3. Beoordeling van de in het principale beroep aangevoerde klachten

3.1. Het Hof heeft (in rov. 5.8), in cassatie onbestreden, geoordeeld "dat een bedrag van ƒ 15.275 aan rente van schulden in aftrek kan komen" doch heeft bij de berekening van het belastbare inkomen (in rov. 5.10) verzuimd met dat bedrag rekening te houden. Mitsdien is de klacht betreffende de aftrek van dat bedrag terecht aangevoerd.

3.2. De klachten kunnen voor het overige niet tot cassatie leiden.
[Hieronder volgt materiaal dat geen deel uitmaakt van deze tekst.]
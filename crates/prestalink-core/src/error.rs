use thiserror::Error;

use crate::models::{Model, RemoteId};

/// Application-wide error types.
///
/// This enum represents all possible errors that can occur in prestalink.
/// It uses the `thiserror` crate for ergonomic error handling and automatic conversion
/// from underlying library errors.
///
/// # Error Classes
///
/// - Transport errors (`ClientError`, `NetworkError`, `Timeout`, `RateLimitExceeded`)
///   come from the remote webservice. Importers recover from these by recording a
///   checkpoint, see [`AppError::is_transport`].
/// - Mapping errors (`MissingBinding`, `MissingField`, `InvalidField`, `ImageResize`)
///   are fatal for the item being imported and always propagate.
///
/// # Examples
///
/// ```no_run
/// use prestalink_core::error::AppError;
///
/// fn example() -> Result<(), AppError> {
///     Err(AppError::Generic("Something went wrong".to_string()))
/// }
/// ```
#[derive(Error, Debug)]
pub enum AppError {
    /// Database operation failed.
    #[error("Database error: {0}")]
    DatabaseError(#[from] sqlx::Error),

    /// HTTP request to the webservice failed or returned an error status.
    #[error("API Client error: {0}")]
    ClientError(String),

    /// JSON serialization or deserialization failed.
    #[error("Serialization error: {0}")]
    SerializationError(#[from] serde_json::Error),

    /// URL parsing failed.
    #[error("Invalid URL: {0}")]
    InvalidUrl(String),

    /// Invalid PrestaShop backend location provided.
    #[error("Invalid PrestaShop backend URL: {0}")]
    InvalidBackendUrl(String),

    /// API response contained no data.
    #[error("Empty response from API")]
    EmptyResponse,

    /// Network or connection error.
    #[error("Network error: {0}")]
    NetworkError(String),

    /// Request timeout.
    #[error("Request timed out after {0} seconds")]
    Timeout(u64),

    /// Rate limit exceeded.
    #[error("Rate limit exceeded. Please wait and try again.")]
    RateLimitExceeded,

    /// A referenced remote entity has no local binding.
    ///
    /// Raised during mapping when a required parent (e.g. the product template
    /// owning an image) was never imported.
    #[error("No {model} binding for remote id {remote_id}")]
    MissingBinding { model: Model, remote_id: RemoteId },

    /// A remote record lacks a field the mapper requires.
    #[error("Remote record has no field `{0}`")]
    MissingField(String),

    /// A remote or local field holds a value of the wrong shape.
    #[error("Invalid value for field `{field}`: {reason}")]
    InvalidField { field: String, reason: String },

    /// Two mapping rules declare the same output key.
    #[error("Mapping rules `{first}` and `{second}` both write key `{key}`")]
    MapperConflict {
        key: String,
        first: String,
        second: String,
    },

    /// Image payload could not be decoded or resized.
    #[error("Image resize failed: {0}")]
    ImageResize(String),

    /// The store has no persistence for the requested model.
    #[error("Unsupported model: {0}")]
    UnsupportedModel(Model),

    /// Configuration file could not be read or parsed.
    #[error("Configuration error: {0}")]
    ConfigError(String),

    /// Generic application error for cases not covered by specific variants.
    #[error("Error: {0}")]
    Generic(String),
}

impl AppError {
    /// Returns a user-friendly error message suitable for CLI output.
    pub fn user_message(&self) -> String {
        match self {
            AppError::DatabaseError(e) => {
                if e.to_string().contains("connection") {
                    "Cannot connect to database. Is PostgreSQL running?\n   Try: docker-compose up -d".to_string()
                } else {
                    format!("Database error: {}", e)
                }
            }
            AppError::ClientError(msg) => {
                if msg.contains("401") || msg.contains("Unauthorized") {
                    "PrestaShop rejected the API key.\n   Check your PRESTASHOP_API_KEY environment variable.".to_string()
                } else if msg.contains("connect") {
                    format!("Cannot connect to shop: {}\n   Check your internet connection and the backend URL.", msg)
                } else {
                    format!("API error: {}", msg)
                }
            }
            AppError::InvalidBackendUrl(url) => {
                format!(
                    "Invalid backend URL: {}\n   Example: https://shop.example.com",
                    url
                )
            }
            AppError::NetworkError(msg) => {
                format!("Network error: {}\n   Check your internet connection.", msg)
            }
            AppError::Timeout(secs) => {
                format!("Request timed out after {} seconds.\n   The shop may be overloaded. Try again later.", secs)
            }
            AppError::RateLimitExceeded => {
                "Too many requests. Please wait a moment and try again.".to_string()
            }
            AppError::MissingBinding { model, remote_id } => {
                format!(
                    "{} {} has not been imported yet.\n   Import it before its dependents.",
                    model, remote_id
                )
            }
            _ => self.to_string(),
        }
    }

    /// Returns true if this error was raised by the remote webservice transport.
    ///
    /// # Examples
    ///
    /// ```
    /// use prestalink_core::error::AppError;
    ///
    /// assert!(AppError::ClientError("HTTP 500".to_string()).is_transport());
    /// assert!(!AppError::MissingField("id_image".to_string()).is_transport());
    /// ```
    pub fn is_transport(&self) -> bool {
        matches!(
            self,
            AppError::ClientError(_)
                | AppError::NetworkError(_)
                | AppError::Timeout(_)
                | AppError::RateLimitExceeded
                | AppError::EmptyResponse
        )
    }

    /// Returns true if the same request may succeed when sent again.
    ///
    /// `ClientError` is excluded: a rejected request fails the same way twice.
    pub fn is_retryable(&self) -> bool {
        matches!(
            self,
            AppError::NetworkError(_) | AppError::Timeout(_) | AppError::RateLimitExceeded
        )
    }
}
Zulks behoeft, gezien artikel 81 van de Wet op de rechterlijk organisatie, geen nadere motivering, nu de klachten in zoverre niet nopen tot beantwoording van vragen in het belang van de rechtseenheid of de rechtsontwikkeling.

4. Beoordeling van het in het incidentele beroep voorgestelde middel

De stukken van het geding laten geen andere gevolgtrekking toe dan dat tussen partijen voor het Hof niet in geschil was dat bij de berekening van het belastbare inkomen van belanghebbende rekening diende te worden gehouden met een afname van de oudedagsreserve ter grootte van ƒ 41.275. Het middel is derhalve terecht voorgesteld.

5. Slotsom

Uit hetgeen hiervoor in 3.1 en 4 is overwogen, volgt dat het belastbare inkomen moet worden vastgesteld op ƒ 74.381. Daarbij verdient opmerking dat 's Hofs vaststelling dat de Inspecteur concludeerde tot vernietiging van de uitspraak op bezwaar en tot vermindering van de aanslag tot een aanslag naar een belastbaar inkomen van ƒ 64.870 kennelijk ziet op het meer subsidiaire standpunt van de Inspecteur. De stukken van het geding laten immers geen andere gevolgtrekking toe dan dat de Inspecteur zich voor het Hof (primair) op het standpunt stelde dat het beroep tegen de uitspraak op bezwaar ongegrond was.

6. Proceskosten

De Hoge Raad acht geen termen aanwezig voor een veroordeling in de proceskosten.

7. Beslissing

De Hoge Raad:

verklaart het principale beroep van belanghebbende gegrond,

verklaart het incidentele beroep van de Staatssecretaris gegrond,

vernietigt de uitspraak van het Hof, behoudens de beslissingen omtrent het griffierecht en de proceskosten, alsmede de uitspraak van de Inspecteur,

vermindert de aanslag tot een aanslag naar een belastbaar inkomen van ƒ 74.381, en

gelast dat de Staat aan belanghebbende vergoedt het door deze ter zake van de behandeling van het beroep in cassatie verschuldigd geworden griffierecht ten bedrage van € 87.

Dit arrest is gewezen door de vice-president A.E.M. van der Putt-Lauwers als voorzitter, en de raadsheren F.W.G.M. van Brunschot en C.B. Bavinck, in tegenwoordigheid van de waarnemend griffier E. Cichowski, en in het openbaar uitgesproken op 30 september 2005.